Gas chromatography is a form of chromatography in which a gaseous mobile phase passes through a column whose inner surface is coated with a solid stationary phase or a liquid stationary phase immobilized on an inert solid.

A gas chromatography system consists of many components. A pressurized supply of carrier gas is used to provide a constant flow of mobile phase through the column, which may be placed in an oven to change the kinetics of a particular separation. The carrier gas can be one of a variety of inert gasses depending on the type of detector used. Common carrier gasses include argon, nitrogen, helium, carbon dioxide and hydrogen. A sample injection system is needed to introduce the mixture to be separated into the flow of carrier gas at the head of the column. This injection system can be as simple as manually sticking a syringe through a septum on the injection port of an instrument, or as complex as an autosampler which can be programmed to inject hundreds of samples over a period of time using a robotic arm to move sample vials around.
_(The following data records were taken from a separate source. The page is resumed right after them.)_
use std::sync::Arc;
use std::time::Duration;

use axum::{
    routing::{get, post},
    Router,
};

use crate::app::config::Config;
use crate::handlers;
use crate::services::entity_store::{Base44Client, EntityStoreUpdater};
use crate::services::mercado_pago::{MercadoPagoClient, PaymentProvider};
use crate::services::{ChargeService, StatusService, WebhookReconciler};

#[derive(Clone)]
pub struct AppState {
    pub charges: Arc<ChargeService>,
    pub status: Arc<StatusService>,
    pub webhooks: Arc<WebhookReconciler>,
}

impl AppState {
    pub fn from_config(config: &Config) -> Self {
        let client = reqwest::Client::builder()
            .timeout(Duration::from_millis(5000))
            .build()
            .expect("Failed to create HTTP client");

        let provider: Arc<dyn PaymentProvider> =
            Arc::new(MercadoPagoClient::new(client.clone(), config));
        let entity_store: Arc<dyn EntityStoreUpdater> =
            Arc::new(Base44Client::new(client, config));

        Self {
            charges: Arc::new(ChargeService::new(
                provider.clone(),
                &config.webhook_base_url,
            )),
            status: Arc::new(StatusService::new(provider.clone())),
            webhooks: Arc::new(WebhookReconciler::new(provider, entity_store)),
        }
    }
}

pub fn build_router(state: AppState) -> Router {
    Router::new()
        .route("/", get(index))
        .route("/api/mercadoPagoCreatePix", post(handlers::create_pix))
        .route("/api/checkPaymentStatus", post(handlers::check_payment_status))
        .route(
            "/api/mercadoPagoStatus/:id",
            get(handlers::payment_status_by_id),
        )
        .route("/api/webhook", post(handlers::webhook))
        .with_state(state)
}

async fn index() -> &'static str {
    "API Mercado Pago PIX funcionando corretamente"
}

#[cfg(test)]
mod tests {
    use super::*;
    use axum::extract::Path;
    use axum::http::StatusCode;
    use axum::response::Json;
    use axum::routing::put;
    use serde_json::{json, Value};
    use std::sync::Mutex;
    use tokio::net::TcpListener;

    async fn spawn(router: Router) -> String {
        let listener = TcpListener::bind("127.0.0.1:0").await.unwrap();
        let addr = listener.local_addr().unwrap();
        tokio::spawn(async move {
            axum::serve(listener, router).await.unwrap();
        });
        format!("http://{}", addr)
    }

    fn test_config(provider_url: &str, store_url: &str) -> Config {
        Config {
            server_port: 0,
            mp_access_token: "TEST-TOKEN".to_string(),
            mp_api_url: provider_url.to_string(),
            base44_api_key: Some("test-key".to_string()),
            base44_api_url: store_url.to_string(),
            webhook_base_url: "http://localhost:3000".to_string(),
        }
    }

    async fn spawn_app(provider_url: &str, store_url: &str) -> String {
        let state = AppState::from_config(&test_config(provider_url, store_url));
        spawn(build_router(state)).await
    }

    fn create_stub(response: Value) -> Router {
        Router::new().route(
            "/v1/payments",
            post(move || {
                let response = response.clone();
                async move { (StatusCode::CREATED, Json(response)) }
            }),
        )
    }

    #[tokio::test]
    async fn test_liveness_probe() {
        let app = spawn_app("http://localhost:1", "http://localhost:1").await;

        let response = reqwest::get(format!("{}/", app)).await.unwrap();
        assert_eq!(response.status(), 200);
        assert!(response.text().await.unwrap().contains("Mercado Pago PIX"));
    }

    #[tokio::test]
    async fn test_create_pix_end_to_end() {
        let provider = spawn(create_stub(json!({
            "id": "123",
            "status": "pending",
            "point_of_interaction": {
                "transaction_data": {
                    "qr_code": "00020126360014BR.GOV.BCB.PIX",
                    "qr_code_base64": "iVBORw0KGgo="
                }
            }
        })))
        .await;
        let app = spawn_app(&provider, "http://localhost:1").await;

        let response = reqwest::Client::new()
            .post(format!("{}/api/mercadoPagoCreatePix", app))
            .json(&json!({"amount": 50, "payer": {"email": "a@b.com"}}))
            .send()
            .await
            .unwrap();

        assert_eq!(response.status(), 200);
        let body: Value = response.json().await.unwrap();
        assert_eq!(body["success"], json!(true));
        assert_eq!(body["payment_id"], json!("123"));
        assert_eq!(body["qr_code"], json!("00020126360014BR.GOV.BCB.PIX"));
        assert_eq!(body["qr_code_base64"], json!("iVBORw0KGgo="));
        assert_eq!(body["status"], json!("pending"));
        assert_eq!(body["amount"], json!(50.0));
    }

    #[tokio::test]
    async fn test_create_pix_unrecognized_provider_shape_returns_debug_payload() {
        let stub_body = json!({"id": 1, "status": "pending"});
        let provider = spawn(create_stub(stub_body.clone())).await;
        let app = spawn_app(&provider, "http://localhost:1").await;

        let response = reqwest::Client::new()
            .post(format!("{}/api/mercadoPagoCreatePix", app))
            .json(&json!({"amount": 50, "payer": {"email": "a@b.com"}}))
            .send()
            .await
            .unwrap();

        assert_eq!(response.status(), 500);
        let body: Value = response.json().await.unwrap();
        assert_eq!(body["success"], json!(false));
        assert_eq!(body["debug"]["received"], stub_body);
    }

    #[tokio::test]
    async fn test_create_pix_validation_errors_are_400() {
        let app = spawn_app("http://localhost:1", "http://localhost:1").await;
        let client = reqwest::Client::new();

        let response = client
            .post(format!("{}/api/mercadoPagoCreatePix", app))
            .json(&json!({"amount": -5, "payer": {"email": "a@b.com"}}))
            .send()
            .await
            .unwrap();
        assert_eq!(response.status(), 400);

        let response = client
            .post(format!("{}/api/mercadoPagoCreatePix", app))
            .json(&json!({"amount": 50}))
            .send()
            .await
            .unwrap();
        assert_eq!(response.status(), 400);
    }

    #[tokio::test]
    async fn test_webhook_reconciles_into_entity_store() {
        let updates = Arc::new(Mutex::new(Vec::<Value>::new()));

        let provider = spawn(Router::new().route(
            "/v1/payments/:id",
            get(|Path(id): Path<String>| async move {
                Json(json!({"id": id, "status": "approved"}))
            }),
        ))
        .await;

        let store = spawn(Router::new().route(
            "/entities/Payment",
            put({
                let updates = updates.clone();
                move |Json(body): Json<Value>| {
                    let updates = updates.clone();
                    async move {
                        updates.lock().unwrap().push(body);
                        StatusCode::OK
                    }
                }
            }),
        ))
        .await;

        let app = spawn_app(&provider, &store).await;
        let client = reqwest::Client::new();

        // Redelivered twice; both reconciliations must converge to the
        // same entity-store write.
        for _ in 0..2 {
            let response = client
                .post(format!("{}/api/webhook", app))
                .json(&json!({"action": "payment.updated", "data": {"id": 123}}))
                .send()
                .await
                .unwrap();

            assert_eq!(response.status(), 200);
            assert_eq!(response.text().await.unwrap(), "OK");
        }

        let updates = updates.lock().unwrap();
        assert_eq!(updates.len(), 2);
        assert_eq!(updates[0]["filter"]["transaction_id"], json!("123"));
        assert_eq!(updates[0]["data"]["status"], json!("completed"));
        assert_eq!(updates[0], updates[1]);
    }

    #[tokio::test]
    async fn test_webhook_missing_id_is_400_and_foreign_action_is_ignored() {
        let app = spawn_app("http://localhost:1", "http://localhost:1").await;
        let client = reqwest::Client::new();

        let response = client
            .post(format!("{}/api/webhook", app))
            .json(&json!({"action": "payment.updated", "data": {}}))
            .send()
            .await
            .unwrap();
        assert_eq!(response.status(), 400);

        // Foreign action: acknowledged even though no provider is reachable
        let response = client
            .post(format!("{}/api/webhook", app))
            .json(&json!({"action": "plan.updated", "data": {"id": 1}}))
            .send()
            .await
            .unwrap();
        assert_eq!(response.status(), 200);
    }

    #[tokio::test]
    async fn test_check_payment_status_end_to_end() {
        let provider = spawn(Router::new().route(
            "/v1/payments/:id",
            get(|Path(id): Path<String>| async move {
                if id == "404" {
                    return (StatusCode::NOT_FOUND, Json(json!({"message": "not found"})));
                }
                (
                    StatusCode::OK,
                    Json(json!({
                        "id": id,
                        "status": "approved",
                        "status_detail": "accredited",
                        "transaction_amount": 50.0,
                        "date_approved": "2025-01-15T10:00:00.000-03:00"
                    })),
                )
            }),
        ))
        .await;
        let app = spawn_app(&provider, "http://localhost:1").await;
        let client = reqwest::Client::new();

        let response = client
            .post(format!("{}/api/checkPaymentStatus", app))
            .json(&json!({"paymentId": "123"}))
            .send()
            .await
            .unwrap();
        assert_eq!(response.status(), 200);
        let body: Value = response.json().await.unwrap();
        assert_eq!(body["success"], json!(true));
        assert_eq!(body["payment_id"], json!("123"));
        assert_eq!(body["status"], json!("approved"));
        assert_eq!(body["status_detail"], json!("accredited"));

        // Same read through the path-parameter route
        let response = client
            .get(format!("{}/api/mercadoPagoStatus/123", app))
            .send()
            .await
            .unwrap();
        assert_eq!(response.status(), 200);

        let response = client
            .post(format!("{}/api/checkPaymentStatus", app))
            .json(&json!({"payment_id": "404"}))
            .send()
            .await
            .unwrap();
        assert_eq!(response.status(), 404);

        let response = client
            .post(format!("{}/api/checkPaymentStatus", app))
            .json(&json!({}))
            .send()
            .await
            .unwrap();
        assert_eq!(response.status(), 400);
    }
}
At the end of the column there must be some form of detector to measure the separated compounds. The most common detector is the flame ionization detector (FID). The effluent from the column is introduced into a hydrogen/air flame with a potential of several hundred volts across the burner. As compounds in the effluent burn, they form ions which can be detected by a collector electrode above the flame. Other kinds of detectors include thermal conductivity detectors, atomic emmission detectors, electron-capture detectors, and thermionic detectors. A GC system can also be paired with a mass spectrometer to form a GCMS system, a powerful instrument for identifying unknown compounds in a mixture.

Gas chromatography and GCMS have a wide range of applications, but are most commonly used in the petroleum and pharmaceutical industries.